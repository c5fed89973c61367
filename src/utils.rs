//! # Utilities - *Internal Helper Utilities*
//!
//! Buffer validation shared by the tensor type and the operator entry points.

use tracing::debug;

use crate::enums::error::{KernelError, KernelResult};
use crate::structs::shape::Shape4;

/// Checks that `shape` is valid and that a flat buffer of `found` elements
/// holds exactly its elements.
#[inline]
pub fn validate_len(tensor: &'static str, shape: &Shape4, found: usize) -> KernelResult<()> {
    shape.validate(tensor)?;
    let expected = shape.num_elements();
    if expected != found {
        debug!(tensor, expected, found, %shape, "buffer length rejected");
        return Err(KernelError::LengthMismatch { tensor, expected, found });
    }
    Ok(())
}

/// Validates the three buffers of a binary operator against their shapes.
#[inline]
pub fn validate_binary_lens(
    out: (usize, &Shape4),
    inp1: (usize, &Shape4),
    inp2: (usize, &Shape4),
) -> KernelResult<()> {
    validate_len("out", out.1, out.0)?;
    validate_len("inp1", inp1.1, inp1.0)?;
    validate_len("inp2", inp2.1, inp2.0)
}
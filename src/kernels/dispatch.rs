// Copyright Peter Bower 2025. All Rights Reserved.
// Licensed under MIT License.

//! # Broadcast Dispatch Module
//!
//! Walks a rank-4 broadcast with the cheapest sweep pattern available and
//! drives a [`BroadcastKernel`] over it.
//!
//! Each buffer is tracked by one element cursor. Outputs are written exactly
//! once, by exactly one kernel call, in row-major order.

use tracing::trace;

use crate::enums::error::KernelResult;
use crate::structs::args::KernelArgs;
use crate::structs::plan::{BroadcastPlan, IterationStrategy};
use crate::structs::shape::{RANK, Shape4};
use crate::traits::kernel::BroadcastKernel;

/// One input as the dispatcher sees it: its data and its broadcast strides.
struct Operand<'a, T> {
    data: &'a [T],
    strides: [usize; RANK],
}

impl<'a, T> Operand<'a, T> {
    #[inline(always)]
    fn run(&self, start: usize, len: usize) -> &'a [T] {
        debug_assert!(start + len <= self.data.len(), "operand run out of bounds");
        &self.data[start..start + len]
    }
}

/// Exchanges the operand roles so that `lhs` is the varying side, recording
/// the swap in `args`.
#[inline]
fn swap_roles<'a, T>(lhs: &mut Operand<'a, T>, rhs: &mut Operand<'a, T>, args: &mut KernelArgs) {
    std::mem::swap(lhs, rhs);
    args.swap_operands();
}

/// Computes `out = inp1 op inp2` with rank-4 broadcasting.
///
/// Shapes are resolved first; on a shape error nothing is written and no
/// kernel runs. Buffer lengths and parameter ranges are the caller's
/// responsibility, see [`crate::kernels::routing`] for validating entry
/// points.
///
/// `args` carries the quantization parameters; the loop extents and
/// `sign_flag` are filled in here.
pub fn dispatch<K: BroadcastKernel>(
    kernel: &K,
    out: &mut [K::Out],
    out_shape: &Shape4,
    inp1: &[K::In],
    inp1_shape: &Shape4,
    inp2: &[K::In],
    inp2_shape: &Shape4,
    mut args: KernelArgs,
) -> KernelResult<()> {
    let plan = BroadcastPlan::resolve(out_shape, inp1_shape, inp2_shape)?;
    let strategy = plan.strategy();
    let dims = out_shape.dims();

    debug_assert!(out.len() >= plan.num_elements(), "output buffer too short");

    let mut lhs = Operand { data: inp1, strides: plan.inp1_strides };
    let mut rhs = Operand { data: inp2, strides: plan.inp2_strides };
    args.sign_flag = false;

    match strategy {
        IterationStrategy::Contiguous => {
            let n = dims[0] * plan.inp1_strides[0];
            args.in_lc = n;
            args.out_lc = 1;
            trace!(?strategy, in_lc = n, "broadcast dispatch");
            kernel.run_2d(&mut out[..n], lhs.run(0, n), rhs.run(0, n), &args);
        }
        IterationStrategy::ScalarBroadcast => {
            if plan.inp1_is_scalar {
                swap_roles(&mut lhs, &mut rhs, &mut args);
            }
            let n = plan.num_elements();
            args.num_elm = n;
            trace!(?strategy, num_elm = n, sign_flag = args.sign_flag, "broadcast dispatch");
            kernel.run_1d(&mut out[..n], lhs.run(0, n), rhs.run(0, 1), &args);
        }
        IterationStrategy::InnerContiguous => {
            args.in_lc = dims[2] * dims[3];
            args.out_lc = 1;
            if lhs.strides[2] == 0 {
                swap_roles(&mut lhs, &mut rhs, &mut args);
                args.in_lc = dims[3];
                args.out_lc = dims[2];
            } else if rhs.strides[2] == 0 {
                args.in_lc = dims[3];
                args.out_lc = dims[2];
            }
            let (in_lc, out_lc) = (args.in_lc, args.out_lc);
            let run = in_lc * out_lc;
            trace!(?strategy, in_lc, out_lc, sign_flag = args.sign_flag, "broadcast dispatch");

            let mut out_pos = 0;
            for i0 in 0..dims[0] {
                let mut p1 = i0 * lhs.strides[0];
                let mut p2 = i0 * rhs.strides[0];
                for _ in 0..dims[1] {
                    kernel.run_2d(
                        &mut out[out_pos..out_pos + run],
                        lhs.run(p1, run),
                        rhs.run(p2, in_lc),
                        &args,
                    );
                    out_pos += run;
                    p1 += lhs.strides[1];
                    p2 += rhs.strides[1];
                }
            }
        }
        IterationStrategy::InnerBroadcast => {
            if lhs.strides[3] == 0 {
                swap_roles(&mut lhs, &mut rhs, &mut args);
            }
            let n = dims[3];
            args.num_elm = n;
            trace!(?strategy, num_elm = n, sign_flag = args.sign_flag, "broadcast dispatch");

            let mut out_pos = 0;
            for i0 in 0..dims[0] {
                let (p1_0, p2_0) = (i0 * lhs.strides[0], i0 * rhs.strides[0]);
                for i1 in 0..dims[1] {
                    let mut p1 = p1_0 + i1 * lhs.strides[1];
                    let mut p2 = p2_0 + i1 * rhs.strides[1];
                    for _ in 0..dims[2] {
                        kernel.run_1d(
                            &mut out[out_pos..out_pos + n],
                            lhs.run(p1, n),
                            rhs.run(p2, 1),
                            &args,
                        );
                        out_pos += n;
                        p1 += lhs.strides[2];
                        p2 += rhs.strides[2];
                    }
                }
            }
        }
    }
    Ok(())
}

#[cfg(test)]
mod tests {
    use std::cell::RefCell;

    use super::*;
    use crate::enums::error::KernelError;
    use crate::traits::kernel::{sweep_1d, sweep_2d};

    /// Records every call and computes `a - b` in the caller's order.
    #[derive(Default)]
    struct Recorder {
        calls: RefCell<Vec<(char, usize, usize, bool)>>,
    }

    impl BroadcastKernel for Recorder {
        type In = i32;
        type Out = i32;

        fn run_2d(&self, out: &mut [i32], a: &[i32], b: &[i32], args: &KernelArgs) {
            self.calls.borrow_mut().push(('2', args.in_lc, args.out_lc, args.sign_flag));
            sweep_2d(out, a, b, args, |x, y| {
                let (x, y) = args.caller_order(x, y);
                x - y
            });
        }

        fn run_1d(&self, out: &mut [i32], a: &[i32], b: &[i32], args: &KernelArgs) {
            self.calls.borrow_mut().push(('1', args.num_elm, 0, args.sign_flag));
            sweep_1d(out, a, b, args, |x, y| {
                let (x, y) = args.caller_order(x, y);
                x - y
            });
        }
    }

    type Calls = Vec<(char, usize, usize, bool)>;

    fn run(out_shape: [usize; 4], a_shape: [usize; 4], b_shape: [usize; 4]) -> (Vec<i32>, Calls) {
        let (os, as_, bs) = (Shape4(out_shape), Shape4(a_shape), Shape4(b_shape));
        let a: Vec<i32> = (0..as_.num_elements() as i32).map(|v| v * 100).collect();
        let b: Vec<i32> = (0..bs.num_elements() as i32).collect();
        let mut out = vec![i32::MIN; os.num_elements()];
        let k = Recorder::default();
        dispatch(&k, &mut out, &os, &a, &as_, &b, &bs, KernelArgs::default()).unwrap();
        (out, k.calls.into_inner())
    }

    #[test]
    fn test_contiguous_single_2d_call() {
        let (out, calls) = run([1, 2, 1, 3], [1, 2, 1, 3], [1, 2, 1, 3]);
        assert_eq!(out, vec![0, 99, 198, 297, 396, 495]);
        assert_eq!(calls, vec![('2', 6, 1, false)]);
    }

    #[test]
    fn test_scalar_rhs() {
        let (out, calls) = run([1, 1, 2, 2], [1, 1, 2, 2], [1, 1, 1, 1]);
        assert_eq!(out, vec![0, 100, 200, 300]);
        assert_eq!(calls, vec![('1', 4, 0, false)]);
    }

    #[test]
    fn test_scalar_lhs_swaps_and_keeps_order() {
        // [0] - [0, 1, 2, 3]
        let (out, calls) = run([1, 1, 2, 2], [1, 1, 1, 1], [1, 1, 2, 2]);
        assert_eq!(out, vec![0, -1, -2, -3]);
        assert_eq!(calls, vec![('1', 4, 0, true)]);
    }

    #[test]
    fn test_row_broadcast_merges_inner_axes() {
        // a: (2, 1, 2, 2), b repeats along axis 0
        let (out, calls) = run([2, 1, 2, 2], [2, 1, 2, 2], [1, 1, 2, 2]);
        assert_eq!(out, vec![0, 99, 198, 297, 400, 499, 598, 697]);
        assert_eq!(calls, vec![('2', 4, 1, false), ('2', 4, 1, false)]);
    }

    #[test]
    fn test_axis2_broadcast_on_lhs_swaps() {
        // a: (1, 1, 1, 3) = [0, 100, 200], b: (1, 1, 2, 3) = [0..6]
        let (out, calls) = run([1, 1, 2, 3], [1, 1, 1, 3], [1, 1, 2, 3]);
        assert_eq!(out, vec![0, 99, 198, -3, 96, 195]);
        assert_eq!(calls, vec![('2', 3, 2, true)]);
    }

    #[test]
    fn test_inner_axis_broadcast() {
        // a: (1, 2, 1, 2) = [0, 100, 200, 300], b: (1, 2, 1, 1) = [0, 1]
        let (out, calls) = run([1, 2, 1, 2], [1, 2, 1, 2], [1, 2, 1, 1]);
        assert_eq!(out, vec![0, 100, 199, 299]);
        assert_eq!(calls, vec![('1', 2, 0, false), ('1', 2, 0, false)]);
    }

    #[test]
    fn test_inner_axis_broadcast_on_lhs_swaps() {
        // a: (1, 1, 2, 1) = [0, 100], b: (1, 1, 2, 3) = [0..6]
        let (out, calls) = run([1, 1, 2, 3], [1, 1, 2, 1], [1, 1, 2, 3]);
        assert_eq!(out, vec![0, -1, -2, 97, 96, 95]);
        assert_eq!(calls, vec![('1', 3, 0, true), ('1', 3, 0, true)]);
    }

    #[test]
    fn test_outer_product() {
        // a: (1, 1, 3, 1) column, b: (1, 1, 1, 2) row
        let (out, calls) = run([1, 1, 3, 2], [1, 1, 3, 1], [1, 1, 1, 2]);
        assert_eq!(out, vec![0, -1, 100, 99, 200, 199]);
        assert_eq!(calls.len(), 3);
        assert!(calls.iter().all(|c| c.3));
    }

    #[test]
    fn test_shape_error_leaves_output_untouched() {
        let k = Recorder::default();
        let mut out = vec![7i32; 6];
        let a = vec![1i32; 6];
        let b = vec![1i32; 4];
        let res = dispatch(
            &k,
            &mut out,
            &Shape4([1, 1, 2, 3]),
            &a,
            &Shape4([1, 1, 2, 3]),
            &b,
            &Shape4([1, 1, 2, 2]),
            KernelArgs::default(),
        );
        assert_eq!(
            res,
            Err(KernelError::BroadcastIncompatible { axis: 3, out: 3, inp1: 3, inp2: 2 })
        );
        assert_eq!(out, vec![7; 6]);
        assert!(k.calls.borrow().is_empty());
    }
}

---

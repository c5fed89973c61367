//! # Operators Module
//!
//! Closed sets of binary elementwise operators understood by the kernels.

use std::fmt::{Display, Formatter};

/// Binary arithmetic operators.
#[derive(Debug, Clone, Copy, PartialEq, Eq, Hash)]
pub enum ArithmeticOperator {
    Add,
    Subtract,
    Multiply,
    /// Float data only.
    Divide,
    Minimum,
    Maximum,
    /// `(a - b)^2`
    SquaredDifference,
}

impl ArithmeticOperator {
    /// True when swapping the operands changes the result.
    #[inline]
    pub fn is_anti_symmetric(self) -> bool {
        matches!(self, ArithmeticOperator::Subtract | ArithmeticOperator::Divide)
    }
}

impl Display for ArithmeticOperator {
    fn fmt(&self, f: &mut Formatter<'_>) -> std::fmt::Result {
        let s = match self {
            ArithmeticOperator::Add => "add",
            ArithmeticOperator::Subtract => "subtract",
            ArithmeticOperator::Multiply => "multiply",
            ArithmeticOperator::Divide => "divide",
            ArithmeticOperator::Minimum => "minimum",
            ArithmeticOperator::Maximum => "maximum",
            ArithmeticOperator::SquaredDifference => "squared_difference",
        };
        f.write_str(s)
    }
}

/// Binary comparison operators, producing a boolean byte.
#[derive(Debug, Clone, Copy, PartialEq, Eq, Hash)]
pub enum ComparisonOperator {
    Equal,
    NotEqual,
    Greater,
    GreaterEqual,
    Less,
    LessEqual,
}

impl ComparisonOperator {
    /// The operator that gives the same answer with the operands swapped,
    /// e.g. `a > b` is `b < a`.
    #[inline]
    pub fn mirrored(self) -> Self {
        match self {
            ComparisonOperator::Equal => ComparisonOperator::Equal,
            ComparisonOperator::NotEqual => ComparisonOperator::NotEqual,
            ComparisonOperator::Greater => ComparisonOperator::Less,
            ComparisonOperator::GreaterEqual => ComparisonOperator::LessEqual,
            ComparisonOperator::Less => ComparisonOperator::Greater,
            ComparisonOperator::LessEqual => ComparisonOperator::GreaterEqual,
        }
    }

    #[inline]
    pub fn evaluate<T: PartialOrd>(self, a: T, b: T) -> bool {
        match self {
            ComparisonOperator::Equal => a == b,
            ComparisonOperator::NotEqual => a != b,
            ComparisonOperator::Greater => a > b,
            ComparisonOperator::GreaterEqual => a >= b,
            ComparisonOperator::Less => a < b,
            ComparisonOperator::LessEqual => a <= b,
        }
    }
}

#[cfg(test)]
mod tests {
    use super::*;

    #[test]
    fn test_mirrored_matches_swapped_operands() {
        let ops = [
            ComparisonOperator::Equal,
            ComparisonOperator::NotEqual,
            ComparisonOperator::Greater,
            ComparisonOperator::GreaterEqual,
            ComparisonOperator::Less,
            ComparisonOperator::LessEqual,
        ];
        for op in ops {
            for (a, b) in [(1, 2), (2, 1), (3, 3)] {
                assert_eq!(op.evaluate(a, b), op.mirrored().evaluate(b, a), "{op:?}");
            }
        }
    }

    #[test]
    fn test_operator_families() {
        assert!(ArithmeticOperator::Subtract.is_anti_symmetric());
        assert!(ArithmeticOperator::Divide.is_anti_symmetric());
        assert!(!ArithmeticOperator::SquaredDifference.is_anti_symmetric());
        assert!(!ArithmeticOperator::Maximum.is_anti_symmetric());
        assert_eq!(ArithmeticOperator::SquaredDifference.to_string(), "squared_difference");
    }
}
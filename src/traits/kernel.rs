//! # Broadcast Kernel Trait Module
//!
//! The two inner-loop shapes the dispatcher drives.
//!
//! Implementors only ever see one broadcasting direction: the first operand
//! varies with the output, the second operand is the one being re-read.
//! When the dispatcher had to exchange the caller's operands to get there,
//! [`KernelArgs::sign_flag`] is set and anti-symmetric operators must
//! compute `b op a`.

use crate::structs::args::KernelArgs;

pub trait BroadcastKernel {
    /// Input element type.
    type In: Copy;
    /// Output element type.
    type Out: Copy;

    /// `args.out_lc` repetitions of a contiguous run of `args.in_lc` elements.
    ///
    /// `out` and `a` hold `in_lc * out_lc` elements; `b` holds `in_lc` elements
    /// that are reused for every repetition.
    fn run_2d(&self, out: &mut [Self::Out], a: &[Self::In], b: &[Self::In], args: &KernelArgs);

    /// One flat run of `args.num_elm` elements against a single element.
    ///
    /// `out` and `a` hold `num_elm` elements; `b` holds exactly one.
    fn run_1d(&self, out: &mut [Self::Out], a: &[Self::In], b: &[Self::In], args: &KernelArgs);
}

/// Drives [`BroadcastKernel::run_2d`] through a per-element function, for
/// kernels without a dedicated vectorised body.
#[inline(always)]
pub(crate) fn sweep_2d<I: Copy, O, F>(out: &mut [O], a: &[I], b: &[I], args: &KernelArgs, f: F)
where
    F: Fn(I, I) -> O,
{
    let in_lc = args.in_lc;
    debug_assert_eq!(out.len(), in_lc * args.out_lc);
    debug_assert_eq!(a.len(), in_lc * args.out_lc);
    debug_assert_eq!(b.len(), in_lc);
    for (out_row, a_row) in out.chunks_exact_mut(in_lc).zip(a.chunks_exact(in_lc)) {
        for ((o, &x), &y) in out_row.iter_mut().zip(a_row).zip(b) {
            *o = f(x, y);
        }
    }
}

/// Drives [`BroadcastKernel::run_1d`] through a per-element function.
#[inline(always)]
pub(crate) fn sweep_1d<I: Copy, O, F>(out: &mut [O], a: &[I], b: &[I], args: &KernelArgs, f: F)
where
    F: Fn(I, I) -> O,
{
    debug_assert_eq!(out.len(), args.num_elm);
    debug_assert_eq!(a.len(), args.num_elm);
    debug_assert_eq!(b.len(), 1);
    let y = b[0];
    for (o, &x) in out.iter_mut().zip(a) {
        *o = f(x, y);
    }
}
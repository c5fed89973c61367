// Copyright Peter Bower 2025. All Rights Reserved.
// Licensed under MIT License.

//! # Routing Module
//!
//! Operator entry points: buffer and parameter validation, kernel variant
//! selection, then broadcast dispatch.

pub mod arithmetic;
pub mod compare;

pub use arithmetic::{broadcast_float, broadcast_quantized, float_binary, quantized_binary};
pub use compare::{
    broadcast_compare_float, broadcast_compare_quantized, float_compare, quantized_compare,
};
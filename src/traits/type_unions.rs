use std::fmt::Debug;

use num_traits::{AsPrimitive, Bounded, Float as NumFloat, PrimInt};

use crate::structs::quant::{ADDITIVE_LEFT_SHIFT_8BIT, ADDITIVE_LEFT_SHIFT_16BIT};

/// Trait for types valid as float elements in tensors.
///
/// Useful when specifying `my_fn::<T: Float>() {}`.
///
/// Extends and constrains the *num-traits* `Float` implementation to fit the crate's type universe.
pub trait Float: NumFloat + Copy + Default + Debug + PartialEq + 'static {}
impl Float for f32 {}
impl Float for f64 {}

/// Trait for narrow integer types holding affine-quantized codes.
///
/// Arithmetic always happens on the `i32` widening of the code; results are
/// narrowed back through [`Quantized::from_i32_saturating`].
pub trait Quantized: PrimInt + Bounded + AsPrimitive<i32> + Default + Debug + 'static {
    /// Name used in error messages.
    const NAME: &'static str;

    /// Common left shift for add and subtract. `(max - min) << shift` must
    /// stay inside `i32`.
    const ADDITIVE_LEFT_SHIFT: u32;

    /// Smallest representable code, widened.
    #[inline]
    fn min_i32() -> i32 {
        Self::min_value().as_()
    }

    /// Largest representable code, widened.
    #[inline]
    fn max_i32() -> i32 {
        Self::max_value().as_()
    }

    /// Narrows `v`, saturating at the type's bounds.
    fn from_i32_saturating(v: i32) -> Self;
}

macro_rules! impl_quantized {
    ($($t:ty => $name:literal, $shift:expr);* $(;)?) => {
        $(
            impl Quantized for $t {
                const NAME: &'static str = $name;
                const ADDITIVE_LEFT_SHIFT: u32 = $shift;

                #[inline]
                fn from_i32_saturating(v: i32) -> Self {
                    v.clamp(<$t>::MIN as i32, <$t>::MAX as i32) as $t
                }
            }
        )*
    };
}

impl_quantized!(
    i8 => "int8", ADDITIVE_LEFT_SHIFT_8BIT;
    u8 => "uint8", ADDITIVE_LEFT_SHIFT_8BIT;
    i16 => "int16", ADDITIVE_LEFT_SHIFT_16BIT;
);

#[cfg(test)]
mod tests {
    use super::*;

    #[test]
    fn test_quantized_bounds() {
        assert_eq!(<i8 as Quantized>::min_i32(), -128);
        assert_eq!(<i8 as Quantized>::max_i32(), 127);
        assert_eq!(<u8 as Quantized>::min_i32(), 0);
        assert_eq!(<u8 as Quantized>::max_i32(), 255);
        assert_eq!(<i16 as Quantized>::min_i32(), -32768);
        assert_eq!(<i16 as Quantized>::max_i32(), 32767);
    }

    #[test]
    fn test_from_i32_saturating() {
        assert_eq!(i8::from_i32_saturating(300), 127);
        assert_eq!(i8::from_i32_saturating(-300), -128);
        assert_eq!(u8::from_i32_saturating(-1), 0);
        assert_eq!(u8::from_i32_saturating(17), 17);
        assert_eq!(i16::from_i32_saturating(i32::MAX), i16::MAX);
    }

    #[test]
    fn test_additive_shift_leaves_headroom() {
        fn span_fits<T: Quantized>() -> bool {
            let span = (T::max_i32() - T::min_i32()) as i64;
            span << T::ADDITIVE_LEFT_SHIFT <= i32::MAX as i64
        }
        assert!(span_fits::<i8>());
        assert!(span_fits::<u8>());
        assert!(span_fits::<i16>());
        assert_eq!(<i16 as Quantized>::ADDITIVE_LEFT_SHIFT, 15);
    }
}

What to produce -
Check each line above for the word "dispatcher" and copy the ones that have it.

Task response -
/// One input as the dispatcher sees it: its data and its broadcast strides.
//! The two inner-loop shapes the dispatcher drives.
//! When the dispatcher had to exchange the caller's operands to get there,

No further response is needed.